## Exercise goal
Write out each line of the records that has "independent" in it.

## Data supplied

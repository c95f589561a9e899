use rand_chacha::ChaCha8Rng;
use rand_chacha::rand_core::SeedableRng;
use rand_core::RngCore;
use rand_distr::{Distribution, StandardNormal};

/// Deterministic-given-seed stream of random words.
///
/// Every draw made by the encryption and key generation routines goes
/// through a [Source]. Two sources built from the same seed produce the same
/// keys and ciphertexts.
pub struct Source {
    source: ChaCha8Rng,
}

/// Returns a fresh seed taken from the operating system entropy pool.
pub fn new_seed() -> [u8; 32] {
    let mut seed = [0u8; 32];
    rand::rng().fill_bytes(&mut seed);
    seed
}

impl Source {
    pub fn new(seed: [u8; 32]) -> Source {
        Source {
            source: ChaCha8Rng::from_seed(seed),
        }
    }

    /// A source seeded from the operating system.
    pub fn from_entropy() -> Source {
        Source::new(new_seed())
    }

    pub fn new_seed(&mut self) -> [u8; 32] {
        let mut seed: [u8; 32] = [0u8; 32];
        self.source.fill_bytes(&mut seed);
        seed
    }

    /// Derives an independent stream, e.g. one per unit of parallel work.
    pub fn branch(&mut self) -> Self {
        Source::new(self.new_seed())
    }

    /// Uniform over the whole signed 32-bit range.
    #[inline(always)]
    pub fn next_i32(&mut self) -> i32 {
        self.next_u32() as i32
    }

    /// Uniform over {0, 1}.
    #[inline(always)]
    pub fn next_bit(&mut self) -> i32 {
        (self.next_u32() >> 31) as i32
    }

    /// Centered normal sample with standard deviation `sigma`.
    #[inline(always)]
    pub fn next_normal(&mut self, sigma: f64) -> f64 {
        if sigma == 0.0 {
            return 0.0;
        }
        let z: f64 = StandardNormal.sample(self);
        z * sigma
    }
}

impl RngCore for Source {
    #[inline(always)]
    fn next_u32(&mut self) -> u32 {
        self.source.next_u32()
    }

    #[inline(always)]
    fn next_u64(&mut self) -> u64 {
        self.source.next_u64()
    }

    #[inline(always)]
    fn fill_bytes(&mut self, bytes: &mut [u8]) {
        self.source.fill_bytes(bytes)
    }
}
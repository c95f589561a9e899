use itertools::izip;

use backend::{
    Backend, Module, Torus32,
    znx::{znx_add_inplace, znx_mul_xp_minus_one, znx_sub_inplace},
};

use crate::{
    Result, TLWESampleArray, TLWESampleMut, TLWESampleRef,
    error::check_len,
};

impl TLWESampleArray {
    fn zip_apply<B, F>(&mut self, module: &Module<B>, other: &TLWESampleArray, f: F) -> Result<()>
    where
        B: Backend,
        F: Fn(TLWESampleMut, TLWESampleRef) + Send + Sync,
    {
        self.check_compatible(other)?;
        let items: Vec<(TLWESampleMut, TLWESampleRef)> = izip!(self.samples_mut(), other.samples()).collect();
        module.exec().for_each(items, |_, (res, a)| f(res, a));
        Ok(())
    }

    pub fn copy_from<B: Backend>(&mut self, module: &Module<B>, other: &TLWESampleArray) -> Result<()> {
        self.zip_apply(module, other, |res, a| {
            res.data.copy_from_slice(a.data);
            *res.current_variance = a.current_variance;
        })
    }

    /// self += other on all k+1 polynomials. Variances add.
    pub fn add_to<B: Backend>(&mut self, module: &Module<B>, other: &TLWESampleArray) -> Result<()> {
        self.zip_apply(module, other, |res, a| {
            znx_add_inplace(res.data, a.data);
            *res.current_variance += a.current_variance;
        })
    }

    /// self -= other on all k+1 polynomials. Variances add.
    pub fn sub_to<B: Backend>(&mut self, module: &Module<B>, other: &TLWESampleArray) -> Result<()> {
        self.zip_apply(module, other, |res, a| {
            znx_sub_inplace(res.data, a.data);
            *res.current_variance += a.current_variance;
        })
    }

    /// Zero masks, body `mus[i*N..(i+1)*N]`, zero variance.
    pub fn noiseless_trivial<B: Backend>(&mut self, module: &Module<B>, mus: &[Torus32]) -> Result<()> {
        let n: usize = self.n();
        let k: usize = self.k();
        check_len(&self.shape, self.len() * n, mus.len())?;
        let items: Vec<(TLWESampleMut, &[Torus32])> = izip!(self.samples_mut(), mus.chunks_exact(n)).collect();
        module.exec().for_each(items, |_, (res, mu)| {
            let (mask, body) = res.data.split_at_mut(k * n);
            mask.fill(0);
            body.copy_from_slice(mu);
            *res.current_variance = 0.0;
        });
        Ok(())
    }

    /// self[i] = (X^ai[i] - 1) * sample[i] mod X^N+1.
    ///
    /// Each noise coefficient becomes a signed sum of two independent ones,
    /// except when ai[i] is 0 or N mod 2N where the product is 0 or -2.
    pub fn mul_by_xai_minus_one<B: Backend>(
        &mut self,
        module: &Module<B>,
        ai: &[i32],
        sample: &TLWESampleArray,
    ) -> Result<()> {
        self.check_compatible(sample)?;
        check_len(&self.shape, self.len(), ai.len())?;

        let n: usize = self.n();
        let items: Vec<(TLWESampleMut, TLWESampleRef, &i32)> = izip!(self.samples_mut(), sample.samples(), ai).collect();
        module.exec().for_each(items, |_, (res, a, p)| {
            izip!(res.data.chunks_exact_mut(n), a.data.chunks_exact(n)).for_each(|(r, s)| znx_mul_xp_minus_one(*p as i64, r, s));
            let p: usize = (*p as i64).rem_euclid(2 * n as i64) as usize;
            *res.current_variance = match p {
                0 => 0.0,
                p if p == n => 4.0 * a.current_variance,
                _ => 2.0 * a.current_variance,
            };
        });
        Ok(())
    }
}

#[cfg(test)]
mod tests {
    use backend::{Executor, FFT64, znx::znx_negacyclic_mul_ref};
    use sampling::source::Source;

    use crate::{TLWEKey, TLWEParams};

    use super::*;

    fn encrypt(module: &Module<FFT64>, key: &TLWEKey, source: &mut Source, count: usize) -> TLWESampleArray {
        let mut ct: TLWESampleArray = TLWESampleArray::alloc(*key.params(), &[count]);
        ct.encrypt_zero(module, 1e-7, key, source).unwrap();
        ct
    }

    #[test]
    fn mul_by_xai_minus_one_matches_schoolbook() {
        let module: Module<FFT64> = Module::<FFT64>::with_executor(16, Executor::Sequential);
        let mut source: Source = Source::new([0u8; 32]);
        let key: TLWEKey = TLWEKey::generate(TLWEParams::new(16, 2, 1e-7, 1e-2).unwrap(), &mut source);
        let ai: Vec<i32> = vec![0, 1, 5, 16, 17, 31, 32, -3];
        let ct: TLWESampleArray = encrypt(&module, &key, &mut source, ai.len());

        let mut res: TLWESampleArray = TLWESampleArray::alloc(*key.params(), &[ai.len()]);
        res.mul_by_xai_minus_one(&module, &ai, &ct).unwrap();

        ai.iter().enumerate().for_each(|(i, &a)| {
            // X^a - 1 as an explicit polynomial.
            let e: usize = (a as i64).rem_euclid(32) as usize;
            let mut monomial: Vec<i32> = vec![0; 16];
            if e < 16 {
                monomial[e] += 1;
            } else {
                monomial[e - 16] -= 1;
            }
            monomial[0] -= 1;

            let mut want: Vec<Torus32> = vec![0; 16];
            (0..3).for_each(|p| {
                znx_negacyclic_mul_ref(&mut want, &monomial, ct.poly(i, p));
                assert_eq!(res.poly(i, p), &want[..], "a={a} p={p}");
            });
        });

        let v: f64 = 1e-7 * 1e-7;
        assert_eq!(res.current_variances()[0], 0.0);
        assert_eq!(res.current_variances()[1], 2.0 * v);
        assert_eq!(res.current_variances()[3], 4.0 * v);
        assert_eq!(res.current_variances()[6], 0.0);
    }

    #[test]
    fn add_sub_copy() {
        let module: Module<FFT64> = Module::<FFT64>::new(32);
        let mut source: Source = Source::new([1u8; 32]);
        let key: TLWEKey = TLWEKey::generate(TLWEParams::new(32, 1, 1e-7, 1e-2).unwrap(), &mut source);
        let c1: TLWESampleArray = encrypt(&module, &key, &mut source, 2);
        let c2: TLWESampleArray = encrypt(&module, &key, &mut source, 2);

        let mut acc: TLWESampleArray = TLWESampleArray::alloc(*key.params(), &[2]);
        acc.copy_from(&module, &c1).unwrap();
        assert_eq!(acc, c1);

        acc.add_to(&module, &c2).unwrap();
        izip!(&acc.data, &c1.data, &c2.data).for_each(|(s, a, b)| assert_eq!(*s, a.wrapping_add(*b)));
        assert_eq!(acc.current_variances()[1], 2.0 * 1e-7 * 1e-7);

        acc.sub_to(&module, &c2).unwrap();
        assert_eq!(acc.data, c1.data);

        let mut other: TLWESampleArray = TLWESampleArray::alloc(*key.params(), &[3]);
        assert!(other.add_to(&module, &c1).is_err());
    }

    #[test]
    fn trivial_phase_is_message() {
        let module: Module<FFT64> = Module::<FFT64>::new(16);
        let mut source: Source = Source::new([2u8; 32]);
        let key: TLWEKey = TLWEKey::generate(TLWEParams::new(16, 3, 0.0, 1e-2).unwrap(), &mut source);
        let mus: Vec<Torus32> = (0..32).map(|i| i * 1_000_003).collect();
        let mut ct: TLWESampleArray = TLWESampleArray::alloc(*key.params(), &[2]);
        ct.noiseless_trivial(&module, &mus).unwrap();
        assert_eq!(ct.phase(&module, &key).unwrap(), mus);
        assert!(ct.current_variances().iter().all(|&v| v == 0.0));

        // Shifting the body of element 1 shifts its phase.
        ct.poly_mut(1, 3).iter_mut().for_each(|x| *x = x.wrapping_add(7));
        let phases: Vec<Torus32> = ct.phase(&module, &key).unwrap();
        assert_eq!(&phases[..16], &mus[..16]);
        izip!(&phases[16..], &mus[16..]).for_each(|(p, m)| assert_eq!(*p, m.wrapping_add(7)));
    }
}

## Answer box
    /// Derives an independent stream, e.g. one per unit of parallel work.
    /// Each noise coefficient becomes a signed sum of two independent ones,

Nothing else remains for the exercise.